Exercise material section start

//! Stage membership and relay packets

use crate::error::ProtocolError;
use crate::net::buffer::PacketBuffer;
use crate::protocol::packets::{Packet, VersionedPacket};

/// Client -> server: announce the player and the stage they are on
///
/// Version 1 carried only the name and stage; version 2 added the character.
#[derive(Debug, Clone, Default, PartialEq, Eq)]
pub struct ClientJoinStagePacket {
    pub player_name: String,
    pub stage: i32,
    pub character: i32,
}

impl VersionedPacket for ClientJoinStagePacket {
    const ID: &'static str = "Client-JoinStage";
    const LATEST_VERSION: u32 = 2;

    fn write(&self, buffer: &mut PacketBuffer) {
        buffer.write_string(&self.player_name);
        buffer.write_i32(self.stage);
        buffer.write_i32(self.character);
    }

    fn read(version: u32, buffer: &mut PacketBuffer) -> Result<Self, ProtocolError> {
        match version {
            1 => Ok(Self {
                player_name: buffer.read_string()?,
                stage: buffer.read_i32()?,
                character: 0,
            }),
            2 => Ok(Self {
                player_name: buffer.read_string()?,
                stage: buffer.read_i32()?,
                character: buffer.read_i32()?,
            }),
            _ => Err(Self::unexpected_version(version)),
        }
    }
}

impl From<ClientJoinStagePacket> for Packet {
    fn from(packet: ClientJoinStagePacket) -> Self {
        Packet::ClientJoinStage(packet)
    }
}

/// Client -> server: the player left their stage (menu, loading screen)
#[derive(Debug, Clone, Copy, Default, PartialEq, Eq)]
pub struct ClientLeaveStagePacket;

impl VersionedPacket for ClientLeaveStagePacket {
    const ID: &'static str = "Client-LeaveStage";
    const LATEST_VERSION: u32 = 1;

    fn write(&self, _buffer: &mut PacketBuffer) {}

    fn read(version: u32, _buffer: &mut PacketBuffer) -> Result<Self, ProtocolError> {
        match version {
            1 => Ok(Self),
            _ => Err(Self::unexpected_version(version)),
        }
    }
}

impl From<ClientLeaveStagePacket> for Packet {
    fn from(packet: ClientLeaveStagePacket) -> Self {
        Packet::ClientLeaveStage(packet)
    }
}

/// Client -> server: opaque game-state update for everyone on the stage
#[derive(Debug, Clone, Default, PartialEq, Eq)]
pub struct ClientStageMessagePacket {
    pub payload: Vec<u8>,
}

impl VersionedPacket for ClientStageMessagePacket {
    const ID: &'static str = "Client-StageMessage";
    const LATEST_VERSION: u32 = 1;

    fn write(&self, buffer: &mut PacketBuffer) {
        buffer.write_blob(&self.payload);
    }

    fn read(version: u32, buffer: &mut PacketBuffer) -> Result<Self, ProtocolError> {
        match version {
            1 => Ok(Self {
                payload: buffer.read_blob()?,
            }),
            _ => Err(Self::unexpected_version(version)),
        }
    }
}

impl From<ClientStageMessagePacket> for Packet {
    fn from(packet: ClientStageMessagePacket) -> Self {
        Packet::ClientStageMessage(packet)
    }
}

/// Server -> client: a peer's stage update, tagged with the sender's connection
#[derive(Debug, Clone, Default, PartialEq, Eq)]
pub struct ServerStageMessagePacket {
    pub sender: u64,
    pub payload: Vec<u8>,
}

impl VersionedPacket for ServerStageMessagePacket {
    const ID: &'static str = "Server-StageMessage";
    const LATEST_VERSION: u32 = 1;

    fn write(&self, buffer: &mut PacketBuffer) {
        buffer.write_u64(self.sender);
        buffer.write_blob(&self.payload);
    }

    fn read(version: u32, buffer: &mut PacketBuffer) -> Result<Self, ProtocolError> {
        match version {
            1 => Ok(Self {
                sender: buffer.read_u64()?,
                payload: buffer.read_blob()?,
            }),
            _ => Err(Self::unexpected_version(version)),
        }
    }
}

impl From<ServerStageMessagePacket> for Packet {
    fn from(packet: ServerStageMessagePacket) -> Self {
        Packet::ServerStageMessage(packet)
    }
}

Exercise material section end
Exercise material section start

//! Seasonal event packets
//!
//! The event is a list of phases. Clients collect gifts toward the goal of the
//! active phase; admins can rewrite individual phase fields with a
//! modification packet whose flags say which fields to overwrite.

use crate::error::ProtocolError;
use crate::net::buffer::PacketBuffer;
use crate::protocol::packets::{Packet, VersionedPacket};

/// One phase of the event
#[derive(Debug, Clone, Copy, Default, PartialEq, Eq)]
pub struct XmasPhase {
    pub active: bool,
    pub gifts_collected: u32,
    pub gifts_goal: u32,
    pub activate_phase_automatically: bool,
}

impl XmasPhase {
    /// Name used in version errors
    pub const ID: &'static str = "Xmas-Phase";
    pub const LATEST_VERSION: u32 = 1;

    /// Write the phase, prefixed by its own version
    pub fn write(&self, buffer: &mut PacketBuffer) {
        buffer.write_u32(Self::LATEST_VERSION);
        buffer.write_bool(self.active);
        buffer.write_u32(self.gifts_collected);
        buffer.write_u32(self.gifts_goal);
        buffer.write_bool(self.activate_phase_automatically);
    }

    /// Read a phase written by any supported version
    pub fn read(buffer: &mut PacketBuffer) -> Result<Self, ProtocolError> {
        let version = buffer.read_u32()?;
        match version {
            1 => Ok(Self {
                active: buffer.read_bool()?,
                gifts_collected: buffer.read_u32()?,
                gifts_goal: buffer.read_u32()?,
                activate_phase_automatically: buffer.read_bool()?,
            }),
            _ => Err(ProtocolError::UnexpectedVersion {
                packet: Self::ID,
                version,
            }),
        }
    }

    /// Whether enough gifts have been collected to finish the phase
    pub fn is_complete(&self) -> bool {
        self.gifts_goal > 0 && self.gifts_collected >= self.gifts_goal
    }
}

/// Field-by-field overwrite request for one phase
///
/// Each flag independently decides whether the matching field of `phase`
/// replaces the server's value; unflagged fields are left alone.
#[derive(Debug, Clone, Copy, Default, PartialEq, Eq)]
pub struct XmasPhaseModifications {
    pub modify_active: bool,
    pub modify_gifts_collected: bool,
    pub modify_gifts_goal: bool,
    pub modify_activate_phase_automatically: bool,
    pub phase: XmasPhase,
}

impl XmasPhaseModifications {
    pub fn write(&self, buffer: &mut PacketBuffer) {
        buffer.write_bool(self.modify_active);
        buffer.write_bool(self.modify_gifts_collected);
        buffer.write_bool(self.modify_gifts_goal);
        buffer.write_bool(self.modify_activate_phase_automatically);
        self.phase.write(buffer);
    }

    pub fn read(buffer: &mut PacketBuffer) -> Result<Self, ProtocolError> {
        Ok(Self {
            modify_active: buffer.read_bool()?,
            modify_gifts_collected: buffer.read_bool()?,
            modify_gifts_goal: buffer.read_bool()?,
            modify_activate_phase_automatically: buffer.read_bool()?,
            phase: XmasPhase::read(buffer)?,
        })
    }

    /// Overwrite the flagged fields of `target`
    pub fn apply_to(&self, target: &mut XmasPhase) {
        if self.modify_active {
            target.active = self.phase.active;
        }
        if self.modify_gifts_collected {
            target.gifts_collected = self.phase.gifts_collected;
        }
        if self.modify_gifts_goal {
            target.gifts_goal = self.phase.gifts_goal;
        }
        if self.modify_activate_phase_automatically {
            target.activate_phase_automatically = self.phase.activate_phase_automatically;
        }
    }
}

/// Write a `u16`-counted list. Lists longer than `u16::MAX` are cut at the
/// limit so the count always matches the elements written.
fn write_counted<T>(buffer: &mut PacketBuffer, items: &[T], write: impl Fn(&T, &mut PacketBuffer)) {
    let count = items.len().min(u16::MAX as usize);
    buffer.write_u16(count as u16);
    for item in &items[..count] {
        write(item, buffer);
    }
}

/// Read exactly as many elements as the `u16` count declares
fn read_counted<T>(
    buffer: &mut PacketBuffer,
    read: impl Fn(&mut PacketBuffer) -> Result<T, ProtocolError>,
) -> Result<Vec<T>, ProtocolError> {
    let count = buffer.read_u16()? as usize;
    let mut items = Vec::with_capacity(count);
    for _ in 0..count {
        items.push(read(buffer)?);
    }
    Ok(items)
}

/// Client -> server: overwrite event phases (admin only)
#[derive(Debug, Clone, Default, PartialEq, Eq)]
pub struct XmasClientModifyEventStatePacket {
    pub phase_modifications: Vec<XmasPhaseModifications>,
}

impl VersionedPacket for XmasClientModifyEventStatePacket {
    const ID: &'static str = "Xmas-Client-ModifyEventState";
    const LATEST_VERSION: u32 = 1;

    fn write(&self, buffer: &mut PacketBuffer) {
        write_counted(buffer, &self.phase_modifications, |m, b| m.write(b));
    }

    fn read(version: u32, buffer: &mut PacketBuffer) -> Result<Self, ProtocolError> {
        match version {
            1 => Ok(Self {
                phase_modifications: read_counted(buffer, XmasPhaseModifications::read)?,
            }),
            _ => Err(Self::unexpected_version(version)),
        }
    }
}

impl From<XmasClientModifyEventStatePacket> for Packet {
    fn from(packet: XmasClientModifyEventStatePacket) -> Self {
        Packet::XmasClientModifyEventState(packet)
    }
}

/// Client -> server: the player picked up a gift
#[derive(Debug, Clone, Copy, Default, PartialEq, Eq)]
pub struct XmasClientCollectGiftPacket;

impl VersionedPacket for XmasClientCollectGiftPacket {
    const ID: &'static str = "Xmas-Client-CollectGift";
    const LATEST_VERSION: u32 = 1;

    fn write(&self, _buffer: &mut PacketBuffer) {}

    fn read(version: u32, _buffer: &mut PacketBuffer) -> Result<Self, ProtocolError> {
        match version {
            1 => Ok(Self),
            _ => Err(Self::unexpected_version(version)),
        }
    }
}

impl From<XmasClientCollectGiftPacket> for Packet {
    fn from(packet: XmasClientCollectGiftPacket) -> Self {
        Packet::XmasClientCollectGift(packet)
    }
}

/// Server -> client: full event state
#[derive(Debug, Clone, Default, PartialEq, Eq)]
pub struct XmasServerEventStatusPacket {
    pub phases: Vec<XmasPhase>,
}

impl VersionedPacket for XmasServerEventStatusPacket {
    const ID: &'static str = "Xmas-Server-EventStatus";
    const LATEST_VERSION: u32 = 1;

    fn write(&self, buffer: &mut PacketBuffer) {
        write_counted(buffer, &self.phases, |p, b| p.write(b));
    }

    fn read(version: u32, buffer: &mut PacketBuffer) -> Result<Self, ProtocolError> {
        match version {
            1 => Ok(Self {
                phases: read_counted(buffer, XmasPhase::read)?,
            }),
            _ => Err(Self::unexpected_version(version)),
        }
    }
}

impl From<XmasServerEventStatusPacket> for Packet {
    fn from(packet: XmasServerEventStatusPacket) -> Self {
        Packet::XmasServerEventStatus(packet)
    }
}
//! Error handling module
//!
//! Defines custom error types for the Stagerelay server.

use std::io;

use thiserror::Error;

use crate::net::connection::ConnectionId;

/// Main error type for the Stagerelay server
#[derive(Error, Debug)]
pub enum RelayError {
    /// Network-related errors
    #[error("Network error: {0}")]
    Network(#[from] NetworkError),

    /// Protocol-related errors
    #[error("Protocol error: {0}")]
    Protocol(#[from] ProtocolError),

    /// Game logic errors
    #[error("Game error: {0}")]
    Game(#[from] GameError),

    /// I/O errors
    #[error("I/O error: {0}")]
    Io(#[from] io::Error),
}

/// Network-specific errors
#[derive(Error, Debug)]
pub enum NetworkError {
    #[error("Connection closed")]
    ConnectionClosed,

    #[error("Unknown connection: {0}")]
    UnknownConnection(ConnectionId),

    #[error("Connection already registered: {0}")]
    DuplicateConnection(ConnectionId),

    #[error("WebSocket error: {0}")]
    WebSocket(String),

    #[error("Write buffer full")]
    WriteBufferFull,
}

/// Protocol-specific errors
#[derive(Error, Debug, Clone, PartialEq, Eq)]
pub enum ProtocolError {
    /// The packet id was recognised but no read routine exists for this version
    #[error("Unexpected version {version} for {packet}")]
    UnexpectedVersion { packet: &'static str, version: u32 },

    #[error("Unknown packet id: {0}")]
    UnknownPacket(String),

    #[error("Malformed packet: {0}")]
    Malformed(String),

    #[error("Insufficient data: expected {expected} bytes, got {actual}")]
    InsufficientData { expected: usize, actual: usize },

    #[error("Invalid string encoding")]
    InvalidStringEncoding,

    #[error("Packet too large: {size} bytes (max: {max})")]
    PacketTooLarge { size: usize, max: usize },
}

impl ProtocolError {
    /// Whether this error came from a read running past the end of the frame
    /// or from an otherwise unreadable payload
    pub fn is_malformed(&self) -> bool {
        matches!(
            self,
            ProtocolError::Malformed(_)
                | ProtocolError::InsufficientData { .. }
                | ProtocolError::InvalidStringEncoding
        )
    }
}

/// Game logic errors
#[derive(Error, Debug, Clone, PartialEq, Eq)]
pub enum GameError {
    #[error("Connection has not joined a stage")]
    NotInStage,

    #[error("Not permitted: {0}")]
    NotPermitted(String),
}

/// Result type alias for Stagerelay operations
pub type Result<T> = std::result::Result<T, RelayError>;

Exercise material section end

• [Work order]: Copy each line of the data that contains the word "ClientJoinStagePacket".

• [Completed task]:
pub struct ClientJoinStagePacket {
impl VersionedPacket for ClientJoinStagePacket {
impl From<ClientJoinStagePacket> for Packet {
    fn from(packet: ClientJoinStagePacket) -> Self {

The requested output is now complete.